How to complete this task => I need the lines below from the one with "pub(crate) fn allows(&self, action: &str)" down to the one with "use std::fmt;" reproduced exactly, both ends included, and nothing else.

╭─ Supplied information

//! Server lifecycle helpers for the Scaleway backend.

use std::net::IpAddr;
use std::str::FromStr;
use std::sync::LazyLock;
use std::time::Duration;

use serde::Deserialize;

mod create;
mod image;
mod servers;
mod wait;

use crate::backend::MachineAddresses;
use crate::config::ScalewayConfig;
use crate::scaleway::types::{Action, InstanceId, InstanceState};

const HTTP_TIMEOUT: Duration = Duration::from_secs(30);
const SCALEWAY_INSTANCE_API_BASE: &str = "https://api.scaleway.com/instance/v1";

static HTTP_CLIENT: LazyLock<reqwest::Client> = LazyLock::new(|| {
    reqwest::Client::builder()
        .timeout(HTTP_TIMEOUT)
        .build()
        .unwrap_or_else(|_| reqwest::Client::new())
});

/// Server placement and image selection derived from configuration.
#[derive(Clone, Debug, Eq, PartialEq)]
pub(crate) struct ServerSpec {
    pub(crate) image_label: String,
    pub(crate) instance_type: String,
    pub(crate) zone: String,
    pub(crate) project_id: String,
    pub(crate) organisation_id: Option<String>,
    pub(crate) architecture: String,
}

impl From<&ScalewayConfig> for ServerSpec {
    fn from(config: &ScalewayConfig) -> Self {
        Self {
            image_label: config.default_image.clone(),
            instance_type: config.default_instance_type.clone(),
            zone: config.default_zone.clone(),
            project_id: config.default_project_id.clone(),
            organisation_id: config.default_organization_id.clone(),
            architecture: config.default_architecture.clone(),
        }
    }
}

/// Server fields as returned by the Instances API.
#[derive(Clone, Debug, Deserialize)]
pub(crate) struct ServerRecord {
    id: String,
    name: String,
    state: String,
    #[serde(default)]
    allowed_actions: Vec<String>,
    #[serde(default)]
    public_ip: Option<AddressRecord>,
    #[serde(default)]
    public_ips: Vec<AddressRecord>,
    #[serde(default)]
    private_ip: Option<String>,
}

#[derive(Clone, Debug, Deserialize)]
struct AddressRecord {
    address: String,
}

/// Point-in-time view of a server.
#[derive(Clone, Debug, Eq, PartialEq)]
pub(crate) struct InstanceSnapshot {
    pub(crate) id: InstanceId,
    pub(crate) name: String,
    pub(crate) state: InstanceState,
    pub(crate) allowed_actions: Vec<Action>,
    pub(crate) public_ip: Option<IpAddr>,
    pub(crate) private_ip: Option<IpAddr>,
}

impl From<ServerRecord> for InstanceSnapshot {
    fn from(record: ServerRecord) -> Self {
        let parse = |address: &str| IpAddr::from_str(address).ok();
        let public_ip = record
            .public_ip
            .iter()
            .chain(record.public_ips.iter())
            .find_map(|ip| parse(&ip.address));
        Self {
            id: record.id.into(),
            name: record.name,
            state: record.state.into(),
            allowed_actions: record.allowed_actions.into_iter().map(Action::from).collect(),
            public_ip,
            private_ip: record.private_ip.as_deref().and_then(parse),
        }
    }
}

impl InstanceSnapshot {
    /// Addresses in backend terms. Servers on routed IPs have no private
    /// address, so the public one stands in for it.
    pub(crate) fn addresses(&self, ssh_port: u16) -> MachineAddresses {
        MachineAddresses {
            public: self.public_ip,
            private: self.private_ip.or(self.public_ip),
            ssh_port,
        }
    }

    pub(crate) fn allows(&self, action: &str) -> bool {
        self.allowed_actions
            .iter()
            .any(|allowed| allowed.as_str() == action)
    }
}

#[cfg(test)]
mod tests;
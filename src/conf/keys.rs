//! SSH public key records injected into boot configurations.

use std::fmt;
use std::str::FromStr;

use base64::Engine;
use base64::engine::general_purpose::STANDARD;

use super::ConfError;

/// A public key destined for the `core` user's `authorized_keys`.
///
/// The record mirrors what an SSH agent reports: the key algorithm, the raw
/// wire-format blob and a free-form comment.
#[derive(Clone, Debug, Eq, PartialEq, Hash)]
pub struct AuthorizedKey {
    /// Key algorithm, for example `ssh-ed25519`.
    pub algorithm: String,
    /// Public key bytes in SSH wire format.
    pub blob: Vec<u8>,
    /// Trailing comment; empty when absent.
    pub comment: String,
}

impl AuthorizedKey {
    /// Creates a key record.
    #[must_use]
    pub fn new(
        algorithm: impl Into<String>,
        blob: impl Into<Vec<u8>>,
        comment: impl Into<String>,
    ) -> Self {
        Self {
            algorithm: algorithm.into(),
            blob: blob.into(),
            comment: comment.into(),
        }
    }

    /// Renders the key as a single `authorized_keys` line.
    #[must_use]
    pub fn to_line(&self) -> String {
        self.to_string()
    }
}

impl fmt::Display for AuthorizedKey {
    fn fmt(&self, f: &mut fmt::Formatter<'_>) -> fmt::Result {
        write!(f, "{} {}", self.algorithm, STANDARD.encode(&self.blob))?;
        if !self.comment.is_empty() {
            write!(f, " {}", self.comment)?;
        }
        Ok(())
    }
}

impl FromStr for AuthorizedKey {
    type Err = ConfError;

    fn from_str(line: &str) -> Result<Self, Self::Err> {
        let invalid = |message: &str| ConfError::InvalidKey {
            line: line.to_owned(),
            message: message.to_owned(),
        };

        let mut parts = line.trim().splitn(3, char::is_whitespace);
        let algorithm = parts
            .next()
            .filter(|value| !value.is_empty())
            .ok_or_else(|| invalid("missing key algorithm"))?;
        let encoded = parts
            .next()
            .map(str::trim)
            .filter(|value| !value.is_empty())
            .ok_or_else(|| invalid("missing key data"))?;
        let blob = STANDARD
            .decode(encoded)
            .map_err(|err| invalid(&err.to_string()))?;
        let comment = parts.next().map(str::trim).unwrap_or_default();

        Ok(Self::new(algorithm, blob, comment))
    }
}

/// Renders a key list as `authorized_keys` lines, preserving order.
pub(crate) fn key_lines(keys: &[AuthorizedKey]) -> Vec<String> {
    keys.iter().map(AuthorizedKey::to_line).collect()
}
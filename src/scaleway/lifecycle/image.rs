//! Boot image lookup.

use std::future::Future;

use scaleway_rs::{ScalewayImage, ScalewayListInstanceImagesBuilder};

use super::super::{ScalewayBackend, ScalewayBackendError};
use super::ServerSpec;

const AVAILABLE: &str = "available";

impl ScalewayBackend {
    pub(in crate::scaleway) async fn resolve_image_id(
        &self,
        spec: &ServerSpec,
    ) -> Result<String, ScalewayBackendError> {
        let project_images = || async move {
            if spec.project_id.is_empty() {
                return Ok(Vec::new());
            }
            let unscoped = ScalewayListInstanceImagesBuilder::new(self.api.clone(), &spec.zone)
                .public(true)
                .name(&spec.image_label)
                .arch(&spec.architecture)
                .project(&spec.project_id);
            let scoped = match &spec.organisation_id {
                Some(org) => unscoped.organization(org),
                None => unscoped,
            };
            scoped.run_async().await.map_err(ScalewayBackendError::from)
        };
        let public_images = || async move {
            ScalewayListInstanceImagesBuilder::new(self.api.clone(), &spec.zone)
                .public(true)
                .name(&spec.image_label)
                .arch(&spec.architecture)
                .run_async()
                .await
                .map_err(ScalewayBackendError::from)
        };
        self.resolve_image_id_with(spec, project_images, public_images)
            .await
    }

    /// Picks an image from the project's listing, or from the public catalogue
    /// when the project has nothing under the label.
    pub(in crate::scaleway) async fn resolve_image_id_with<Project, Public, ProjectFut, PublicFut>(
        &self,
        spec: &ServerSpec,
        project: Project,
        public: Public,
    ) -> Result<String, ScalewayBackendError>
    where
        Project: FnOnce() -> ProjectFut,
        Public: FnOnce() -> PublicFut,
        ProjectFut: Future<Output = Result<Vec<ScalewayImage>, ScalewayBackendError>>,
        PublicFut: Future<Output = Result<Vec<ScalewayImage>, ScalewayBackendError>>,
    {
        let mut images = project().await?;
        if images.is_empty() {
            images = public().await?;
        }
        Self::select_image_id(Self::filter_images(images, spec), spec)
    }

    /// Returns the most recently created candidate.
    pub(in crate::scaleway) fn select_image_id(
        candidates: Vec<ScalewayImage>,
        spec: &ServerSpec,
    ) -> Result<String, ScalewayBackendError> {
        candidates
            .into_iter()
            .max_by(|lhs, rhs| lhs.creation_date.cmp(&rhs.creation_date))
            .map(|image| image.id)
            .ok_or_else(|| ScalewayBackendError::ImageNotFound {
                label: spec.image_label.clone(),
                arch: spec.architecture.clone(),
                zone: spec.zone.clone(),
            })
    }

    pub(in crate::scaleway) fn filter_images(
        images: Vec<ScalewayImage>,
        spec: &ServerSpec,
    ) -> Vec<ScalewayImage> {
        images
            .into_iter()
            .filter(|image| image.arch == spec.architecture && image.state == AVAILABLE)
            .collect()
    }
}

╰─

Task answer =>
    pub(crate) fn allows(&self, action: &str) -> bool {
        self.allowed_actions
            .iter()
            .any(|allowed| allowed.as_str() == action)
    }
}

#[cfg(test)]
mod tests;
filename src/conf/keys.rs
//! SSH public key records injected into boot configurations.

use std::fmt;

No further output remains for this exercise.